Go to Azure Active Directory -> App Registrations -> ci-operator-jobs -> Settings -> Keys
Delete old key, and create new one.
Create a file named secret with the following format:

export AZURE_CLIENT_ID=<web app id>
export AZURE_CLIENT_SECRET=<new key>
export AZURE_TENANT_ID=<tenant id>
export AZURE_SUBSCRIPTION_ID=<subscription id>

Create or update the cluster-secrets-azure secret in the azure namespace.

You need to make sure you also have the rest of the credentials in place in order to create or update cluster-secrets-azure

Name	Description
`secret`	Azure credentials
`ssh-privatekey`	SSH key (used by image builds - can be any SSH key)
`certs.yaml`	Ops mirror certificates (used by image builds)
`.dockerconfigjson`	Geneva images pull secret
`system-docker-config.json`	Red Hat registry image pull secret
`logging-int.cert`	Geneva logging certificate
`logging-int.key`	Geneva logging key
`metrics-int.cert`	Geneva metrics certificate
`metrics-int.key`	Geneva metrics key

TODO: In the future, split this into separate secrets so in case we need to rotate the CI credentials we will not need to have the rest of the secrets in place.

  oc create secret generic cluster-secrets-azure \
  --from-file=cluster/test-deploy/azure/secret \
  --from-file=cluster/test-deploy/azure/ssh-privatekey \
  --from-file=cluster/test-deploy/azure/certs.yaml \
  --from-file=cluster/test-deploy/azure/.dockerconfigjson \
  --from-file=cluster/test-deploy/azure/system-docker-config.json \
  --from-file=cluster/test-deploy/azure/logging-int.cert \
  --from-file=cluster/test-deploy/azure/logging-int.key \
  --from-file=cluster/test-deploy/azure/metrics-int.cert \
  --from-file=cluster/test-deploy/azure/metrics-int.key \
  -o yaml --dry-run | oc apply -n azure -f -

Ensure the secret is placed in the ci-secret-mirroring-controller config.

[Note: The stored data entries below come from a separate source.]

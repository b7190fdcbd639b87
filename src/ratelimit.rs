//! Per-rule sliding-window rate limiting.
//!
//! Each rule id owns an independent window of action timestamps covering
//! the trailing 60 seconds. Windows are created lazily on first check and
//! destroyed when their rule is deleted.

use std::collections::{HashMap, VecDeque};

use chrono::{DateTime, Duration, Utc};

/// Length of the sliding window.
const WINDOW_SECS: i64 = 60;

/// Outcome of a rate-limit check.
#[derive(Debug, Clone, Copy, PartialEq, Eq)]
pub enum RateDecision {
    /// Under the limit; the action was recorded against the window.
    NotExceeded,
    /// At the limit; nothing was recorded.
    Exceeded,
}

/// Sliding-window action counter keyed by rule id.
///
/// A standalone guard: callers (the evaluator or an external
/// action-execution layer) decide when to consult it.
#[derive(Debug, Default)]
pub struct RateLimiter {
    windows: HashMap<String, VecDeque<DateTime<Utc>>>,
}

impl RateLimiter {
    /// Create an empty limiter with no windows.
    pub fn new() -> Self {
        Self::default()
    }

    /// Check (and on success record) an action for the given rule.
    ///
    /// Prunes timestamps older than 60 seconds from the rule's window,
    /// then records a new timestamp only when the remaining count is
    /// below `limit`.
    pub fn check(&mut self, rule_id: &str, limit: u32) -> RateDecision {
        self.check_at(rule_id, limit, Utc::now())
    }

    /// [`check`](Self::check) with an explicit clock, for tests.
    pub fn check_at(&mut self, rule_id: &str, limit: u32, now: DateTime<Utc>) -> RateDecision {
        let window = self.windows.entry(rule_id.to_owned()).or_default();

        let cutoff = now
            .checked_sub_signed(Duration::seconds(WINDOW_SECS))
            .unwrap_or(now);
        while window.front().is_some_and(|ts| *ts <= cutoff) {
            window.pop_front();
        }

        let count = u32::try_from(window.len()).unwrap_or(u32::MAX);
        if count < limit {
            window.push_back(now);
            RateDecision::NotExceeded
        } else {
            RateDecision::Exceeded
        }
    }

    /// Drop the window for a deleted rule. No-op if none exists.
    pub fn remove(&mut self, rule_id: &str) {
        self.windows.remove(rule_id);
    }

    /// Number of live windows (rules that have been checked at least once).
    pub fn window_count(&self) -> usize {
        self.windows.len()
    }
}
//! Guard rule model, validation, and the durable rule store.
//!
//! Rules live in memory in insertion order and are rewritten to a JSON
//! document on every mutation. Rule counts are small, so full rewrites
//! keep the on-disk document consistent without any incremental format.

use std::path::{Path, PathBuf};

use serde::{Deserialize, Serialize};
use thiserror::Error;
use tracing::warn;
use uuid::Uuid;

/// Rule store operation errors.
#[derive(Debug, Error)]
pub enum RuleError {
    /// Rule spec failed validation; nothing was mutated.
    #[error("invalid rule: {0}")]
    Validation(String),
    /// No rule exists with the given id.
    #[error("rule not found: {0}")]
    NotFound(String),
    /// The rules document could not be read or written.
    #[error("rules persistence error: {0}")]
    Persistence(String),
}

/// A guardrail rule screening the supervised process's output.
#[derive(Debug, Clone, PartialEq, Eq, Serialize, Deserialize)]
pub struct GuardRule {
    /// Unique identifier, immutable once created.
    pub id: String,
    /// Human-readable rule name.
    pub name: String,
    /// Ordered case-insensitive substrings that trigger a violation.
    #[serde(default)]
    pub block_patterns: Vec<String>,
    /// Advisory path allowlist (reserved, not consulted by the evaluator).
    #[serde(default)]
    pub allowed_paths: Vec<String>,
    /// Maximum guarded actions per trailing minute.
    #[serde(default = "default_rate_limit")]
    pub rate_limit_per_min: u32,
    /// Whether the rule participates in evaluation.
    #[serde(default = "default_enabled")]
    pub enabled: bool,
}

/// Fields for creating a new rule; the store assigns the id.
#[derive(Debug, Clone, Serialize, Deserialize)]
pub struct RuleSpec {
    /// Human-readable rule name.
    pub name: String,
    /// Ordered case-insensitive substrings that trigger a violation.
    #[serde(default)]
    pub block_patterns: Vec<String>,
    /// Advisory path allowlist.
    #[serde(default)]
    pub allowed_paths: Vec<String>,
    /// Maximum guarded actions per trailing minute.
    #[serde(default = "default_rate_limit")]
    pub rate_limit_per_min: u32,
    /// Whether the rule participates in evaluation.
    #[serde(default = "default_enabled")]
    pub enabled: bool,
}

/// Partial update merged field-wise onto an existing rule.
///
/// `None` fields keep the current value. The id is never patchable.
#[derive(Debug, Clone, Default, Serialize, Deserialize)]
pub struct RulePatch {
    /// New rule name.
    #[serde(default)]
    pub name: Option<String>,
    /// Replacement block pattern list.
    #[serde(default)]
    pub block_patterns: Option<Vec<String>>,
    /// Replacement advisory path allowlist.
    #[serde(default)]
    pub allowed_paths: Option<Vec<String>>,
    /// New per-minute rate limit.
    #[serde(default)]
    pub rate_limit_per_min: Option<u32>,
    /// New enabled flag.
    #[serde(default)]
    pub enabled: Option<bool>,
}

/// On-disk rules document: `{"rules": [...]}`.
///
/// Entries are kept as raw JSON values on load so one malformed entry
/// cannot poison the whole document.
#[derive(Debug, Serialize, Deserialize)]
struct RulesDocument {
    #[serde(default)]
    rules: Vec<serde_json::Value>,
}

/// Owns the guardrail rule set and its backing JSON document.
///
/// Rules are held in insertion order; every mutation synchronously
/// rewrites the document in full. Callers serialize mutations (the
/// engine wraps the store in a `RwLock`).
#[derive(Debug)]
pub struct RuleStore {
    rules: Vec<GuardRule>,
    path: PathBuf,
}

impl RuleStore {
    /// Load the rule store from the given document path.
    ///
    /// A missing document yields an empty store. Individually malformed
    /// entries and duplicate ids are skipped with a warning rather than
    /// failing the whole load.
    ///
    /// # Errors
    ///
    /// Returns [`RuleError::Persistence`] if an existing document cannot
    /// be read or is not valid JSON at the top level.
    pub fn load(path: &Path) -> Result<Self, RuleError> {
        let mut store = Self {
            rules: Vec::new(),
            path: path.to_path_buf(),
        };

        if !path.exists() {
            return Ok(store);
        }

        let contents = std::fs::read_to_string(path)
            .map_err(|e| RuleError::Persistence(format!("read {}: {e}", path.display())))?;
        let document: RulesDocument = serde_json::from_str(&contents)
            .map_err(|e| RuleError::Persistence(format!("parse {}: {e}", path.display())))?;

        for entry in document.rules {
            match serde_json::from_value::<GuardRule>(entry) {
                Ok(rule) => {
                    if store.rules.iter().any(|r| r.id == rule.id) {
                        warn!(id = %rule.id, "duplicate rule id in document, skipping");
                        continue;
                    }
                    store.rules.push(rule);
                }
                Err(e) => {
                    warn!(error = %e, "skipping malformed rule entry");
                }
            }
        }

        Ok(store)
    }

    /// All rules in insertion order.
    pub fn list(&self) -> &[GuardRule] {
        &self.rules
    }

    /// Look up a rule by id.
    pub fn get(&self, id: &str) -> Option<&GuardRule> {
        self.rules.iter().find(|r| r.id == id)
    }

    /// Create a rule from a spec, assign a fresh unique id, and persist.
    ///
    /// # Errors
    ///
    /// Returns [`RuleError::Validation`] for a malformed spec and
    /// [`RuleError::Persistence`] if the document rewrite fails.
    pub fn create(&mut self, spec: RuleSpec) -> Result<GuardRule, RuleError> {
        let rule = GuardRule {
            id: Uuid::new_v4().to_string(),
            name: spec.name,
            block_patterns: spec.block_patterns,
            allowed_paths: spec.allowed_paths,
            rate_limit_per_min: spec.rate_limit_per_min,
            enabled: spec.enabled,
        };
        validate(&rule)?;

        self.rules.push(rule.clone());
        if let Err(e) = self.persist() {
            self.rules.pop();
            return Err(e);
        }
        Ok(rule)
    }

    /// Merge a partial update onto an existing rule, re-validate, persist.
    ///
    /// # Errors
    ///
    /// Returns [`RuleError::NotFound`] for an unknown id,
    /// [`RuleError::Validation`] if the merged rule is invalid, and
    /// [`RuleError::Persistence`] if the document rewrite fails.
    pub fn update(&mut self, id: &str, patch: RulePatch) -> Result<GuardRule, RuleError> {
        let index = self
            .rules
            .iter()
            .position(|r| r.id == id)
            .ok_or_else(|| RuleError::NotFound(id.to_owned()))?;

        let mut merged = self.rules[index].clone();
        if let Some(name) = patch.name {
            merged.name = name;
        }
        if let Some(patterns) = patch.block_patterns {
            merged.block_patterns = patterns;
        }
        if let Some(paths) = patch.allowed_paths {
            merged.allowed_paths = paths;
        }
        if let Some(limit) = patch.rate_limit_per_min {
            merged.rate_limit_per_min = limit;
        }
        if let Some(enabled) = patch.enabled {
            merged.enabled = enabled;
        }
        validate(&merged)?;

        let previous = std::mem::replace(&mut self.rules[index], merged.clone());
        if let Err(e) = self.persist() {
            self.rules[index] = previous;
            return Err(e);
        }
        Ok(merged)
    }

    /// Delete a rule by id and persist.
    ///
    /// The caller is responsible for dropping the rule's rate window.
    ///
    /// # Errors
    ///
    /// Returns [`RuleError::NotFound`] for an unknown id and
    /// [`RuleError::Persistence`] if the document rewrite fails.
    pub fn delete(&mut self, id: &str) -> Result<(), RuleError> {
        let index = self
            .rules
            .iter()
            .position(|r| r.id == id)
            .ok_or_else(|| RuleError::NotFound(id.to_owned()))?;

        let removed = self.rules.remove(index);
        if let Err(e) = self.persist() {
            self.rules.insert(index, removed);
            return Err(e);
        }
        Ok(())
    }

    /// Rewrite the full rules document.
    fn persist(&self) -> Result<(), RuleError> {
        if let Some(parent) = self.path.parent() {
            std::fs::create_dir_all(parent)
                .map_err(|e| RuleError::Persistence(format!("create {}: {e}", parent.display())))?;
        }

        let entries = self
            .rules
            .iter()
            .map(serde_json::to_value)
            .collect::<Result<Vec<_>, _>>()
            .map_err(|e| RuleError::Persistence(format!("serialize rules: {e}")))?;
        let document = RulesDocument { rules: entries };

        let json = serde_json::to_string_pretty(&document)
            .map_err(|e| RuleError::Persistence(format!("serialize document: {e}")))?;
        std::fs::write(&self.path, json)
            .map_err(|e| RuleError::Persistence(format!("write {}: {e}", self.path.display())))
    }
}

/// Check a rule's fields before it is stored.
fn validate(rule: &GuardRule) -> Result<(), RuleError> {
    if rule.name.trim().is_empty() {
        return Err(RuleError::Validation("name must not be empty".to_owned()));
    }
    if rule.rate_limit_per_min == 0 {
        return Err(RuleError::Validation(
            "rate_limit_per_min must be positive".to_owned(),
        ));
    }
    if rule.block_patterns.iter().any(|p| p.trim().is_empty()) {
        return Err(RuleError::Validation(
            "block_patterns must not contain empty entries".to_owned(),
        ));
    }
    Ok(())
}

fn default_rate_limit() -> u32 {
    60
}

fn default_enabled() -> bool {
    true
}

#[cfg(test)]
mod tests {
    use super::*;

    fn spec(name: &str, patterns: &[&str]) -> RuleSpec {
        RuleSpec {
            name: name.to_owned(),
            block_patterns: patterns.iter().map(|p| (*p).to_owned()).collect(),
            allowed_paths: Vec::new(),
            rate_limit_per_min: 60,
            enabled: true,
        }
    }

    #[test]
    fn create_assigns_unique_ids() {
        let dir = tempfile::tempdir().expect("tempdir");
        let mut store = RuleStore::load(&dir.path().join("rules.json")).expect("load");

        let a = store.create(spec("a", &["x"])).expect("create a");
        let b = store.create(spec("b", &["y"])).expect("create b");
        assert_ne!(a.id, b.id);
        assert_eq!(store.list().len(), 2);
    }

    #[test]
    fn round_trip_preserves_rules_and_order() {
        let dir = tempfile::tempdir().expect("tempdir");
        let path = dir.path().join("rules.json");

        let mut store = RuleStore::load(&path).expect("load");
        let first = store.create(spec("first", &["rm -rf"])).expect("create");
        let second = store.create(spec("second", &["curl"])).expect("create");

        let reloaded = RuleStore::load(&path).expect("reload");
        assert_eq!(reloaded.list(), &[first, second]);
    }

    #[test]
    fn update_merges_partial_fields() {
        let dir = tempfile::tempdir().expect("tempdir");
        let mut store = RuleStore::load(&dir.path().join("rules.json")).expect("load");
        let rule = store.create(spec("original", &["x"])).expect("create");

        let patch = RulePatch {
            enabled: Some(false),
            ..RulePatch::default()
        };
        let updated = store.update(&rule.id, patch).expect("update");

        assert!(!updated.enabled);
        assert_eq!(updated.name, "original");
        assert_eq!(updated.block_patterns, vec!["x".to_owned()]);
    }

    #[test]
    fn update_unknown_id_is_not_found() {
        let dir = tempfile::tempdir().expect("tempdir");
        let mut store = RuleStore::load(&dir.path().join("rules.json")).expect("load");

        let result = store.update("missing", RulePatch::default());
        assert!(matches!(result, Err(RuleError::NotFound(_))));
    }

    #[test]
    fn delete_removes_rule() {
        let dir = tempfile::tempdir().expect("tempdir");
        let path = dir.path().join("rules.json");
        let mut store = RuleStore::load(&path).expect("load");
        let rule = store.create(spec("doomed", &["x"])).expect("create");

        store.delete(&rule.id).expect("delete");
        assert!(store.get(&rule.id).is_none());
        assert!(matches!(
            store.delete(&rule.id),
            Err(RuleError::NotFound(_))
        ));

        let reloaded = RuleStore::load(&path).expect("reload");
        assert!(reloaded.list().is_empty());
    }

    #[test]
    fn invalid_spec_rejected_before_mutation() {
        let dir = tempfile::tempdir().expect("tempdir");
        let mut store = RuleStore::load(&dir.path().join("rules.json")).expect("load");

        assert!(matches!(
            store.create(spec("  ", &["x"])),
            Err(RuleError::Validation(_))
        ));

        let mut zero = spec("zero", &["x"]);
        zero.rate_limit_per_min = 0;
        assert!(matches!(
            store.create(zero),
            Err(RuleError::Validation(_))
        ));

        assert!(store.list().is_empty());
    }

    #[test]
    fn malformed_entry_skipped_on_load() {
        let dir = tempfile::tempdir().expect("tempdir");
        let path = dir.path().join("rules.json");

        let document = serde_json::json!({
            "rules": [
                {"id": "ok-1", "name": "good", "block_patterns": ["x"],
                 "allowed_paths": [], "rate_limit_per_min": 10, "enabled": true},
                {"name": "no id field"},
                {"id": "ok-2", "name": "also good"},
            ]
        });
        std::fs::write(&path, document.to_string()).expect("write");

        let store = RuleStore::load(&path).expect("load");
        let ids: Vec<&str> = store.list().iter().map(|r| r.id.as_str()).collect();
        assert_eq!(ids, vec!["ok-1", "ok-2"]);
        // Optional fields fall back to their defaults.
        assert_eq!(store.list()[1].rate_limit_per_min, 60);
        assert!(store.list()[1].enabled);
    }
}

The controller will make sure to keep the secret in sync between the azure and the ci namespace where all CI tests run.

cluster-secrets-azure-env

This secret is used by the azure-purge job to authenticate in Azure when garbage-collecting stale resources.

To rotate this secret:

source ./cluster/test-deploy/azure/secret
oc create secret generic cluster-secrets-azure-env --from-literal=azure_client_id=${AZURE_CLIENT_ID} --from-literal=azure_client_secret=${AZURE_CLIENT_SECRET} --from-literal=azure_tenant_id=${AZURE_TENANT_ID} --from-literal=azure_subscription_id=${AZURE_SUBSCRIPTION_ID} -o yaml --dry-run | oc apply -n azure -f -

Other cron jobs

Apart from the ci-operator jobs, we run some cron jobs in the CI cluster for various tasks.

$ oc get cj -n azure
NAME                                      SCHEDULE    SUSPEND   ACTIVE    LAST SCHEDULE   AGE
azure-purge                               0 * * * *   False     0         56m             45d
image-mirror-openshift-azure-v3.11-quay   0 * * * *   False     0         56m             21d

azure-purge is responsible for cleaning up long-lived resource groups in our subscription (created either by our CI tests or for development purposes)
image-mirror-openshift-azure-v3.11-quay mirrors images from the azure CI namespace to quay.io/openshift-on-azure, the latter being used by our customers and developers alike
secret-refresh refreshes all azure dev secrets each weekend

We need to check whether the above jobs are in a working state. Access to the cluster is granted to every member of the openshift github organization. Access to the azure namespace is controlled by the azure-team group. If you need to update group membership, you need to open a pull request adding your Github username in the group, and once your pull request is merged, ask an existing member of the azure-team group to apply the changes on the cluster.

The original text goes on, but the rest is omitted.